Decoding the Fucose Migration Product during Mass-Spectrometric Analysis of Blood Group Epitopes
Lettow, M.; Mucha, E.; Greis, K.; Yaman, M.; Manz, C.; Hoffmann, W.; Lambeth, T.R.; Meijer, G.; Julian, R.R.; von Helden, G.; Marianski, M.;* Pagel, K.;* – 2023
Fucose is a signaling carbohydrate that is attached at the end of glycan processing. It is involved in a range of processes, such as the selectin-dependent leukocyte adhesion or pathogen-receptor interactions. Mass-spectrometric techniques, which are commonly used to determine the structure of glycans, frequently show fucose-containing chimeric fragments that obfuscate the analysis. The rearrangement leading to these fragments – often referred to as fucose migration – has been known for more than 25 years, but the chemical identity of the rearrangement product remains unclear.

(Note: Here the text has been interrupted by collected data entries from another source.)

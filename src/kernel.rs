//! The kernel context: task manager, timer manager and the CPU's
//! context-switch primitive behind one object.
//!
//! Boot code builds a [`Kernel`], [`install`]s it once and only then enables
//! interrupts. Interrupt handlers and task bodies reach it via [`get`].
//!
//! Every operation masks interrupts while it touches shared state. Switches
//! decided by the task manager are carried out here, after the manager's
//! borrow has ended but before the mask is released.

use core::sync::atomic::{AtomicU64, Ordering};

use spin::Once;

use crate::config::Config;
use crate::message::Message;
use crate::println;
use crate::sync::{InterruptCell, InterruptMask};
use crate::task::context::{ContextSwitch, TaskContext, TaskFn};
use crate::task::manager::{Switch, TaskManager, WaitFinish};
use crate::task::{TaskError, TaskId};
use crate::timer::TimerManager;

pub struct Kernel {
    tasks: InterruptCell<TaskManager>,
    timers: InterruptCell<TimerManager>,
    switcher: &'static dyn ContextSwitch,
    /// Raw id of the task receiving keyboard input; 0 for none.
    input_focus: AtomicU64,
}

impl Kernel {
    /// Build the context. The caller's flow of execution becomes task 1 and
    /// the scheduler timer is armed.
    pub fn new(config: Config, switcher: &'static dyn ContextSwitch) -> Self {
        let mut timers = TimerManager::new(&config);
        timers.start_scheduler_timer();
        Kernel {
            tasks: InterruptCell::new(TaskManager::new(config)),
            timers: InterruptCell::new(timers),
            switcher,
            input_focus: AtomicU64::new(0),
        }
    }

    /// Run `f` against the task manager with interrupts masked.
    pub fn with_tasks<R>(&self, f: impl FnOnce(&mut TaskManager) -> R) -> R {
        self.tasks.with(f)
    }

    /// Run `f` against the timer manager with interrupts masked.
    pub fn with_timers<R>(&self, f: impl FnOnce(&mut TimerManager) -> R) -> R {
        self.timers.with(f)
    }

    // ─── Task lifecycle ─────────────────────────────────────────

    pub fn new_task(&self) -> TaskId {
        self.tasks.with(|m| m.new_task())
    }

    pub fn init_context(
        &self,
        id: TaskId,
        entry: TaskFn,
        arg1: u64,
        arg2: u64,
    ) -> Result<(), TaskError> {
        self.tasks.with(|m| m.init_context(id, entry, arg1, arg2))
    }

    pub fn spawn(&self, entry: TaskFn, data: u64, level: Option<usize>) -> Result<TaskId, TaskError> {
        self.tasks.with(|m| m.spawn(entry, data, level))
    }

    pub fn wakeup(&self, id: TaskId, level: Option<usize>) -> Result<(), TaskError> {
        self.tasks.with(|m| m.wakeup(id, level))
    }

    /// Put a task to sleep. For the executing task this returns only after
    /// it has been woken and scheduled again.
    pub fn sleep(&self, id: TaskId) -> Result<(), TaskError> {
        let mask = InterruptMask::acquire();
        if let Some(switch) = self.tasks.with_masked(&mask, |m| m.sleep(id))? {
            self.perform(&mask, switch);
        }
        Ok(())
    }

    pub fn sleep_current(&self) {
        let mask = InterruptMask::acquire();
        let switch = self.tasks.with_masked(&mask, |m| {
            let current = m.current_task();
            m.sleep(current)
        });
        // The executing task is always live.
        if let Ok(Some(switch)) = switch {
            self.perform(&mask, switch);
        }
    }

    pub fn current_task(&self) -> TaskId {
        self.tasks.with(|m| m.current_task())
    }

    /// Retire the executing task and resume the next one.
    pub fn finish(&self, exit_code: i32) -> ! {
        let mask = InterruptMask::acquire();
        let next = self.tasks.with_masked(&mask, |m| {
            let next = m.finish(exit_code);
            m.context_ptr(next)
        });
        let Some(next) = next else {
            panic!("no context for the task after finish");
        };
        // The resumed task brings its own interrupt flag.
        core::mem::forget(mask);
        // SAFETY: `next` points into a live task owned by the manager.
        unsafe { self.switcher.restore_context(next) }
    }

    /// Block the executing task until `target` exits and return its code.
    pub fn wait_finish(&self, target: TaskId) -> Result<i32, TaskError> {
        loop {
            let mask = InterruptMask::acquire();
            let attempt = self.tasks.with_masked(&mask, |m| {
                let waiter = m.current_task();
                m.wait_finish(waiter, target)
            })?;
            match attempt {
                WaitFinish::Exited(code) => return Ok(code),
                WaitFinish::Blocked(Some(switch)) => self.perform(&mask, switch),
                WaitFinish::Blocked(None) => {}
            }
        }
    }

    // ─── Messages ───────────────────────────────────────────────

    pub fn send_message(&self, id: TaskId, msg: Message) -> Result<(), TaskError> {
        self.tasks.with(|m| m.send_message(id, msg))
    }

    pub fn receive_message(&self, id: TaskId) -> Result<Option<Message>, TaskError> {
        self.tasks.with(|m| m.receive_message(id))
    }

    /// Take the executing task's next message, sleeping until one arrives.
    ///
    /// The empty check and the sleep happen under one mask, so a message
    /// sent from an interrupt in between cannot be missed.
    pub fn receive_message_blocking(&self) -> Message {
        loop {
            let mask = InterruptMask::acquire();
            let outcome = self.tasks.with_masked(&mask, |m| {
                let current = m.current_task();
                match m.receive_message(current) {
                    Ok(Some(msg)) => Ok(msg),
                    _ => Err(m.sleep(current).ok().flatten()),
                }
            });
            match outcome {
                Ok(msg) => return msg,
                Err(Some(switch)) => self.perform(&mask, switch),
                Err(None) => {}
            }
        }
    }

    // ─── Timers ─────────────────────────────────────────────────

    pub fn add_timer(&self, timeout: u64, value: i32, task_id: TaskId, description: &str) {
        self.timers
            .with(|t| t.add_timer(timeout, value, task_id, description));
    }

    pub fn add_timer_after(&self, delay: u64, value: i32, task_id: TaskId, description: &str) {
        self.timers
            .with(|t| t.add_timer_after(delay, value, task_id, description));
    }

    pub fn current_tick(&self) -> u64 {
        self.timers.with(|t| t.current_tick())
    }

    /// One hardware tick. Returns true if a scheduling decision is due.
    pub fn tick(&self) -> bool {
        let mask = InterruptMask::acquire();
        self.timers.with_masked(&mask, |timers| {
            self.tasks.with_masked(&mask, |tasks| timers.tick(tasks))
        })
    }

    /// Timer-driven rotation. Resumes another task if one was selected;
    /// otherwise returns and the interrupted task continues.
    pub fn switch_task(&self, saved: &TaskContext) {
        let mask = InterruptMask::acquire();
        let next = self.tasks.with_masked(&mask, |m| {
            let next = m.switch_task(saved)?;
            m.context_ptr(next)
        });
        if let Some(next) = next {
            core::mem::forget(mask);
            // SAFETY: `next` points into a live task owned by the manager.
            unsafe { self.switcher.restore_context(next) }
        }
    }

    // ─── Input focus ────────────────────────────────────────────

    pub fn set_input_focus(&self, id: Option<TaskId>) {
        let raw = id.map_or(0, |id| id.raw());
        self.input_focus.store(raw, Ordering::Relaxed);
    }

    pub fn input_focus(&self) -> Option<TaskId> {
        match self.input_focus.load(Ordering::Relaxed) {
            0 => None,
            raw => Some(TaskId::from(raw)),
        }
    }

    fn perform(&self, mask: &InterruptMask, switch: Switch) {
        if switch.next == switch.current {
            return;
        }
        let (next, current) = self
            .tasks
            .with_masked(mask, |m| (m.context_ptr(switch.next), m.context_ptr(switch.current)));
        if let (Some(next), Some(current)) = (next, current) {
            // SAFETY: both contexts live in boxed tasks that stay put until
            // reaped, which never happens to the executing task.
            unsafe { self.switcher.switch_context(next, current) }
        }
    }
}

static KERNEL: Once<Kernel> = Once::new();

/// Make `kernel` the global context. Panics if one is already installed.
pub fn install(kernel: Kernel) -> &'static Kernel {
    let mut fresh = false;
    let installed = KERNEL.call_once(|| {
        fresh = true;
        kernel
    });
    if !fresh {
        panic!("kernel context installed twice");
    }
    println!("[OK] Kernel context installed");
    installed
}

/// The installed context. Panics if called before [`install`].
pub fn get() -> &'static Kernel {
    match KERNEL.get() {
        Some(kernel) => kernel,
        None => panic!("kernel context used before install"),
    }
}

In this work, we combine ion-mobility spectrometry, radical-directed dissociation mass spectrometry, cryogenic-ion IR spectroscopy, and density-functional theory calculations to deduce the product of the rearrangement in the model trisaccharides Lewis x and blood group H2. The structural search yields the fucose moiety attached to the galactose with an α(1 → 6) glycosidic bond as the most likely product.